Now it is showing 636 degrees celcius (as in photo)



.

Has anyone come across this?

Any advice would be great!

Cheers

Andrew


----------



## dmac80

Hi Andrew,

White goes to 5, reds to 4 and 3.

Cheers
Dan


----------



## TheCarbinator

dmac said:


> Hi Andrew,
> 
> White goes to 5, reds to 4 and 3.
> 
> Cheers
> Dan



Hi Dan

Yeah that is how it is hooked up.

I'm starting to think that the "636" is not an actual temperature cos it has not changed.


----------



## goodbrew

reading through the manual it has an initial setting for a K type thermocouple, have you changed this to a PT100 rtd?

cheers
John


----------



## TheCarbinator

goodbrew said:


> reading through the manual it has an initial setting for a K type thermocouple, have you changed this to a PT100 rtd?
> 
> cheers
> John




Yeah I have set the sn setting to 21


----------



## Edak

I would guess that the settings are wrong or you are looking at a non-temperature screen.

Offsets like that are really significant and aren't usually from connection problems, however do you have some sort of connector between the controller and the sensor or is the sensor screwed directly onto the controller?


----------



## dmac80

Then make sure your connections are nice and tight, PT100's can be prone to playing up due to bad connections.

Have you set it up for PT100? Setting Sn should be 21. Yes (edit. Too slow)

Cheers


----------



## Edak

Also, if you have a multimeter, can you measure across one of the red wires and the white one (whilst disconnected from the controller). It should read about 100-110 ohms (0 degrees-23 degrees)


----------



## TheCarbinator

Edak said:


> you are looking at a non-temperature screen.



Yeah I am thinking the same thing.
I am hoping that it is something simple.


The probe is connected straight to the controller as it is designed to do.


----------



## TheCarbinator

Edak said:


> Also, if you have a multimeter, can you measure across one of the red wires and the white one (whilst disconnected from the controller). It should read about 100-110 ohms (0 degrees-23 degrees)



Ok yeah my electrician mate has one.

Maybe the probe could be faulty


----------



## TSMill

I bought the same probe and had to re-solder one of the wires. I recall the error was something similar to what you are describing, memory
is a bit fuzzy.


----------



## Edak

I spin out when I hear that people don't have a multimeter because this day in age almost everything is electronic. It's a tool that you can get for under 5 dollars delivered from China, takes 5 minutes to learn how to use it can save a lot of hassle when you have problems with any electronic device. 

This is not a dig, rather an observation. The problem is definitely your sensor connection as identified on the USA forum where you posted the same question. The user manual states it on the last page. Measure your RTD to see whether it is faulty and you will have your answer.


----------



## TheCarbinator

Edak said:


> I spin out when I hear that people don't have a multimeter because this day in age almost everything is electronic.


Yeah you are dead right!
I guess what makes it worse for me is that my dad is an electrician, he wanted to train me as a sparkie and all I wanted to be was a chippie because it interested me more.

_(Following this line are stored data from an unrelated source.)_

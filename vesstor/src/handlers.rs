use anyhow::{Context, Result};
use clap::ArgMatches;
use colored::Colorize;
use std::path::PathBuf;
use std::time::Duration;
use tracing::debug;
use vesstor_core::config::{DEFAULT_DELAY_SECS, DEFAULT_THREADS, DEFAULT_TIMEOUT_SECS};
use vesstor_core::report::{interrupt_notice, saved_notice, scan_header, scan_summary};
use vesstor_core::wordlist::load_wordlist;
use vesstor_core::{
    CandidateSource, Mode, ScanConfig, ScanOutcome, SecLists, WordlistFile, execute_scan,
};
use vesstor_scanner::{TOOL_NAME, VERSION};

/// Exit status after an interrupted scan.
pub const INTERRUPTED_EXIT_CODE: i32 = 130;

pub fn version_line() -> String {
    format!("{} Version {}", TOOL_NAME, VERSION)
}

pub fn mode_from_flags(quick: bool, deep: bool) -> Mode {
    if quick {
        Mode::Quick
    } else if deep {
        Mode::Deep
    } else {
        Mode::Default
    }
}

fn expand_path(raw: &str) -> PathBuf {
    PathBuf::from(shellexpand::tilde(raw).as_ref())
}

/// Build the validated scan configuration from parsed arguments.
pub fn build_config(args: &ArgMatches) -> Result<ScanConfig> {
    let url = args
        .get_one::<String>("url")
        .context("--url is required")?;
    let mode = mode_from_flags(args.get_flag("quick"), args.get_flag("deep"));
    let threads = *args.get_one::<usize>("threads").unwrap_or(&DEFAULT_THREADS);
    let delay = *args.get_one::<f64>("delay").unwrap_or(&DEFAULT_DELAY_SECS);
    let timeout = *args
        .get_one::<u64>("timeout")
        .unwrap_or(&DEFAULT_TIMEOUT_SECS);

    let mut config = ScanConfig::new(url, mode, threads, delay)?
        .with_timeout(Duration::from_secs(timeout))
        .with_progress_bars(!args.get_flag("no-progress"));

    if let Some(output_dir) = args.get_one::<String>("output-dir") {
        config = config.with_output_dir(expand_path(output_dir));
    }

    Ok(config)
}

/// An explicit `--wordlist` wins over the SecLists tier lookup.
pub fn candidate_source(args: &ArgMatches) -> Box<dyn CandidateSource> {
    if let Some(wordlist) = args.get_one::<String>("wordlist") {
        Box::new(WordlistFile::new(expand_path(wordlist)))
    } else {
        let root = args
            .get_one::<String>("seclists")
            .map(|s| expand_path(s))
            .unwrap_or_default();
        Box::new(SecLists::new(root))
    }
}

/// Resolves once the process receives Ctrl+C. If the handler cannot be
/// installed it never resolves.
pub async fn ctrl_c_signal() {
    if tokio::signal::ctrl_c().await.is_err() {
        std::future::pending::<()>().await;
    }
}

/// Run a scan from the command line. Returns the process exit code.
pub async fn handle_scan(args: &ArgMatches) -> Result<i32> {
    let config = build_config(args)?;

    let source = candidate_source(args);
    let wordlist = source
        .locate(config.mode)
        .context("No usable wordlist")?;
    println!(
        "{}",
        format!(
            "[+] Using wordlist: {}",
            wordlist
                .file_name()
                .map(|name| name.to_string_lossy().into_owned())
                .unwrap_or_else(|| wordlist.display().to_string())
        )
        .green()
    );
    let candidates = load_wordlist(&wordlist).context("Failed to load wordlist")?;
    debug!("Loaded {} candidates from {}", candidates.len(), wordlist.display());

    print!("{}", scan_header(&config, candidates.len(), Some(&wordlist)));
    println!("{}", "\n[+] Scan Started...\n".yellow());

    let interrupt = async {
        ctrl_c_signal().await;
        eprintln!("\n{}", interrupt_notice());
    };
    let outcome = execute_scan(&config, candidates, interrupt)
        .await
        .context("Scan failed")?;

    match outcome {
        ScanOutcome::Completed {
            snapshot,
            stats,
            elapsed,
            ..
        } => {
            print!("{}", scan_summary(&snapshot, &stats, elapsed));
            println!("\n{}", saved_notice(&config.output_dir));
            Ok(0)
        }
        ScanOutcome::Interrupted(report) => {
            if report.saved.is_some() {
                eprintln!("{}", saved_notice(&config.output_dir));
            }
            Ok(INTERRUPTED_EXIT_CODE)
        }
    }
}
use std::path::PathBuf;
use thiserror::Error;
use vesstor_scanner::ScanError;

#[derive(Error, Debug)]
pub enum CoreError {
    #[error("Invalid target '{0}': {1}")]
    InvalidTarget(String, String),

    #[error("Invalid concurrency {0}: must be at least 1")]
    InvalidConcurrency(usize),

    #[error("Invalid delay {0}: must be a finite, non-negative number of seconds")]
    InvalidDelay(f64),

    #[error("SecLists not installed (expected {})", .0.display())]
    SecListsMissing(PathBuf),

    #[error("No suitable wordlist for mode '{mode}' under {}", .root.display())]
    WordlistNotFound { mode: String, root: PathBuf },

    #[error("Failed to read wordlist {}: {source}", .path.display())]
    WordlistRead {
        path: PathBuf,
        #[source]
        source: std::io::Error,
    },

    #[error("Failed to write results to {}: {source}", .path.display())]
    Persist {
        path: PathBuf,
        #[source]
        source: std::io::Error,
    },

    #[error("Result serialization failed: {0}")]
    Json(#[from] serde_json::Error),

    #[error(transparent)]
    Scan(#[from] ScanError),
}

pub type Result<T> = std::result::Result<T, CoreError>;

I might pull the probe apart and have a look for any loose connections, hopefully that will be my problem.
Other than that, I will have to learn how to use a bloody multimeter!


----------



## TheCarbinator

Bingo!







Loose cable.

Poor form on Auber's part I think.


----------



## TheCarbinator

Bingo!


View attachment 61962
View attachment 61962



Loose cable.

Poor form on Auber's part I think.


----------



## QldKev

I'm a bit later now since you found it, but my Auber probe had that same issue.


----------



## TheCarbinator

QldKev said:


> I'm a bit later now since you found it, but my Auber probe had that same issue.

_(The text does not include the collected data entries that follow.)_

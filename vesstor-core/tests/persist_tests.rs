// Tests for result persistence

use std::fs;
use tempfile::TempDir;
use url::Url;
use vesstor_core::persist::{ResultWriter, file_stem};
use vesstor_scanner::ResultSnapshot;

fn snapshot(target: &str, results: &[&str]) -> ResultSnapshot {
    ResultSnapshot {
        tool: "VesstoR".to_string(),
        version: "7.0.0".to_string(),
        target: target.to_string(),
        mode: "default".to_string(),
        threads: 10,
        delay: 0.1,
        total_found: results.len(),
        results: results.iter().map(|s| s.to_string()).collect(),
        timestamp: "2026-10-18 12:00:00".to_string(),
    }
}

#[test]
fn test_file_stem_uses_host() {
    let url = Url::parse("http://example.com/app/").unwrap();
    assert_eq!(file_stem(&url), "VesstoR_example.com");
}

#[test]
fn test_file_stem_keeps_explicit_port() {
    let url = Url::parse("http://127.0.0.1:8080").unwrap();
    assert_eq!(file_stem(&url), "VesstoR_127.0.0.1:8080");
}

#[test]
fn test_write_creates_directory_and_both_files() {
    let temp_dir = TempDir::new().unwrap();
    let out = temp_dir.path().join("nested").join("VesstoR_Results");
    let writer = ResultWriter::new(&out);

    let snap = snapshot(
        "http://example.com/",
        &["http://example.com/login/", "http://example.com/backup/"],
    );
    let paths = writer.write(&snap).unwrap();

    assert_eq!(paths.json, out.join("VesstoR_example.com.json"));
    assert_eq!(paths.text, out.join("VesstoR_example.com.txt"));

    let text = fs::read_to_string(&paths.text).unwrap();
    assert_eq!(text, "http://example.com/login/\nhttp://example.com/backup/\n");

    let loaded = ResultWriter::load(&paths.json).unwrap();
    assert_eq!(loaded, snap);
}

#[test]
fn test_json_layout() {
    let temp_dir = TempDir::new().unwrap();
    let writer = ResultWriter::new(temp_dir.path());
    let paths = writer
        .write(&snapshot("http://example.com/", &["http://example.com/admin/"]))
        .unwrap();

    let raw = fs::read_to_string(&paths.json).unwrap();
    // Four-space indentation.
    assert!(raw.contains("\n    \"tool\": \"VesstoR\""));

    let value: serde_json::Value = serde_json::from_str(&raw).unwrap();
    for key in [
        "tool",
        "version",
        "target",
        "mode",
        "threads",
        "delay",
        "total_found",
        "results",
        "timestamp",
    ] {
        assert!(value.get(key).is_some(), "missing key {}", key);
    }
    assert_eq!(value["total_found"], 1);
    assert_eq!(value["results"][0], "http://example.com/admin/");
}

#[test]
fn test_empty_snapshot_still_writes_both_files() {
    let temp_dir = TempDir::new().unwrap();
    let writer = ResultWriter::new(temp_dir.path());
    let paths = writer.write(&snapshot("http://example.com/", &[])).unwrap();

    assert_eq!(fs::read_to_string(&paths.text).unwrap(), "");
    let loaded = ResultWriter::load(&paths.json).unwrap();
    assert_eq!(loaded.total_found, 0);
    assert!(loaded.results.is_empty());
}

#[test]
fn test_rewrite_same_host_overwrites() {
    let temp_dir = TempDir::new().unwrap();
    let writer = ResultWriter::new(temp_dir.path());

    writer
        .write(&snapshot("http://example.com/", &["http://example.com/a/", "http://example.com/b/"]))
        .unwrap();
    let paths = writer
        .write(&snapshot("http://example.com/", &["http://example.com/c/"]))
        .unwrap();

    assert_eq!(fs::read_to_string(&paths.text).unwrap(), "http://example.com/c/\n");
    assert_eq!(fs::read_dir(temp_dir.path()).unwrap().count(), 2);
}

#[test]
fn test_write_to_unwritable_location_fails() {
    let temp_dir = TempDir::new().unwrap();
    let blocker = temp_dir.path().join("not_a_dir");
    fs::write(&blocker, "file").unwrap();

    let writer = ResultWriter::new(blocker.join("out"));
    assert!(writer.write(&snapshot("http://example.com/", &[])).is_err());
}
// Console output for scans

use crate::config::ScanConfig;
use colored::Colorize;
use std::path::Path;
use std::time::Duration;
use vesstor_scanner::{ResultSnapshot, ScanStats};

const RULE_WIDTH: usize = 79;

pub fn separator() -> String {
    "═".repeat(RULE_WIDTH).bright_black().to_string()
}

/// Block printed before the first wave.
pub fn scan_header(config: &ScanConfig, entries: usize, wordlist: Option<&Path>) -> String {
    let mut header = String::new();
    header.push_str(&separator());
    header.push('\n');

    let mut lines = vec![
        format!("Target   : {}", config.target),
        format!("Mode     : {}", config.mode),
        format!("Threads  : {}", config.threads),
        format!("Delay    : {}", config.delay.as_secs_f64()),
        format!("Entries  : {}", entries),
    ];
    if let Some(path) = wordlist {
        lines.push(format!("Wordlist : {}", path.display()));
    }
    for line in lines {
        header.push_str(&line.cyan().to_string());
        header.push('\n');
    }

    header.push_str(&separator());
    header.push('\n');
    header
}

pub fn hit_line(url: &str, status_code: u16) -> String {
    format!("{}{}", format!("[{}] ➜ ", status_code).green(), url)
}

pub fn interrupt_notice() -> String {
    "[!] Scan interrupted. Saving results...".red().to_string()
}

/// Block printed after a completed scan.
pub fn scan_summary(snapshot: &ResultSnapshot, stats: &ScanStats, elapsed: Duration) -> String {
    let mut summary = String::new();
    summary.push_str(&separator());
    summary.push('\n');
    summary.push_str(
        &format!("[✔] Scan Completed in {:.2} sec", elapsed.as_secs_f64())
            .green()
            .to_string(),
    );
    summary.push('\n');
    summary.push_str(&format!("[+] Total Found: {}", snapshot.total_found).green().to_string());
    summary.push('\n');
    summary.push_str(
        &format!("[+] Probes: {} in {} waves", stats.probed, stats.waves)
            .bright_black()
            .to_string(),
    );
    summary.push('\n');
    summary.push_str(&separator());
    summary.push('\n');
    summary
}

pub fn saved_notice(output_dir: &Path) -> String {
    format!("[+] Results saved in folder: {}", output_dir.display())
        .green()
        .to_string()
}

Got it working, now just need to work out how to program the bloody thing!


----------



## Edak

Was it just one red wire that was loose? It is imperative that both red wires are used (and not connected to reach other at the controller end) because otherwise your readings will be wrong.


----------



## TheCarbinator

Yeah just one wire was loose.


----------



## Tex083

I would send the pic back to Auber, not to be offensive to them but as a FYI thing as im sure they wouldnt want anyone else to have the same problem.


----------



## Screwtop

Has anyone had a problem with accuracy using the Auber SYS-2352P. Last Friday during the first run of my new PID controlled HERMS I noticed that the controller was sometimes hunting and having trouble maintaining temp. I had autotuned the PID using water in the mash tun and all went perfectly, but during the mash temp swung by up to three degrees above and below set point. The only difference was that during the mash I was recirculating wort not water and the flow rate was slow, so as not to compact the grainbed. Gave it a test run later and found the same result using just water, but only when flow was slowed. 

Thinking about this, flow rate should not affect the reading from the temp probe or the controller. Remembered reading something in the manual quick guide regarding poor accuracy, so checked this again.

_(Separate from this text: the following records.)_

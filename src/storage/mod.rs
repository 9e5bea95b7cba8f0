//! The persistence boundary
//!
//! The resource layer never talks to a database directly: controllers hold
//! an injected [`Store`] and issue the small set of primitives the pipeline
//! needs — predicate queries, ordered and paginated fetches, primary-key
//! lookups, writes, relation eager-loads and pivot attach/detach.
//!
//! The crate ships [`InMemoryStore`] as the reference implementation, used
//! for development and tests.

#[cfg(feature = "in-memory")]
pub mod in_memory;

#[cfg(feature = "in-memory")]
pub use in_memory::{ForeignKey, InMemoryStore, OnDelete, TableDef};

use crate::core::filter::FilterSet;
use crate::core::query::{Page, Sort};
use crate::core::resource::Relation;
use async_trait::async_trait;
use serde_json::Value;
use thiserror::Error;

/// A stored row: a flat JSON object keyed by column name
pub type Row = serde_json::Map<String, Value>;

/// Errors surfaced by storage backends
///
/// These never reach clients directly — the controller boundary maps them
/// to an internal error with a generic message.
#[derive(Debug, Error)]
pub enum StoreError {
    #[error("unknown table '{0}'")]
    UnknownTable(String),

    #[error("row {id} not found in '{table}'")]
    RowNotFound { table: String, id: i64 },

    /// A storage-level unique constraint rejected a write. This is the
    /// backstop for races the check-then-write pipeline cannot close.
    #[error("unique constraint violated on {table}({fields})")]
    UniqueViolation { table: String, fields: String },

    #[error("relation '{0}' is not many-to-many")]
    NotManyToMany(String),

    #[error("storage lock poisoned")]
    Poisoned,

    #[error("{backend} query error: {message}")]
    QueryError { backend: String, message: String },
}

/// The query/write primitives the resource layer consumes
#[async_trait]
pub trait Store: Send + Sync {
    /// Filtered, sorted, paginated fetch; returns the page's rows plus the
    /// total filtered row count.
    async fn fetch_page(
        &self,
        table: &str,
        filters: &FilterSet,
        sort: &Sort,
        page: Page,
    ) -> Result<(Vec<Row>, u64), StoreError>;

    /// Filtered, sorted fetch without pagination
    async fn fetch_all(
        &self,
        table: &str,
        filters: &FilterSet,
        sort: &Sort,
    ) -> Result<Vec<Row>, StoreError>;

    /// Primary-key lookup, additionally restricted by `filters`
    async fn fetch_by_id(
        &self,
        table: &str,
        id: i64,
        filters: &FilterSet,
    ) -> Result<Option<Row>, StoreError>;

    /// First row matching all `conditions` simultaneously (used by
    /// uniqueness checks)
    async fn find_where(&self, table: &str, conditions: &Row) -> Result<Option<Row>, StoreError>;

    async fn insert(&self, table: &str, values: Row) -> Result<Row, StoreError>;

    /// Merge `changes` into the identified row
    async fn update(&self, table: &str, id: i64, changes: Row) -> Result<Row, StoreError>;

    /// Delete a row, cascading per the schema's declared cascade rules
    async fn delete(&self, table: &str, id: i64) -> Result<(), StoreError>;

    /// Eager-load a declared relation for one row
    async fn load_relation(&self, row: &Row, relation: &Relation) -> Result<Value, StoreError>;

    /// Record pivot membership for a many-to-many relation
    async fn attach(
        &self,
        relation: &Relation,
        main_id: i64,
        related_id: i64,
    ) -> Result<(), StoreError>;

    /// Remove pivot membership for a many-to-many relation
    async fn detach(
        &self,
        relation: &Relation,
        main_id: i64,
        related_id: i64,
    ) -> Result<(), StoreError>;
}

> 8.3 Poor Accuracy Please make sure calibration is done by immersing the probe in liquid. Comparing the reference in air is not recommended because response time of the sensor depends on its mass.


Looking at the location of the probe in the wort out of the HEX I wondered if an air bubble in the fitting where the probe is located could be the issue, possibly less of a problem when flow rate is higher. Maybe some air has been trapped in the cavity.

Wondering if others have experienced this and how others have their probe mounted. Previously using an STC-1000 probe in a thermowell screwed into the same location caused no issues. Am using the Auber 2.5in PT100 probe.

Thinking I might re-plumb the probe to the bottom of the outlet!


----------



## Camo6

Screwtop, I can't shed any light on the subject as I'm still in the R&D stages of my controller (and following your build and everyone elses) but keen to learn of any potential pitfalls before I order my bits from Auber.
I'd planned on using a 1.5" PT100 as I thought the 2.5" would protrude too far into the compression fitting which seems fairly restricted to begin with. Do you find this to be the case? And if so is it possible for grain to get caught there or cause turbulence? I've no idea of the diameter of a pt100 so this may not be a concern. I'm currently using Nev's thermowell/herms coil with stc1000 probe and note it's only 1" in length and places the probe close to the centre of the 'T'.
Sorry for the slightly off-topic but trying to glean as many tips as I can.


----------



## TheCarbinator

Screwtop said:


> Has anyone had a problem with accuracy using the Auber SYS-2352P. issues. Am using the Auber 2.5in PT100 probe.


Screwy

I was having similar problems when I first ran mine.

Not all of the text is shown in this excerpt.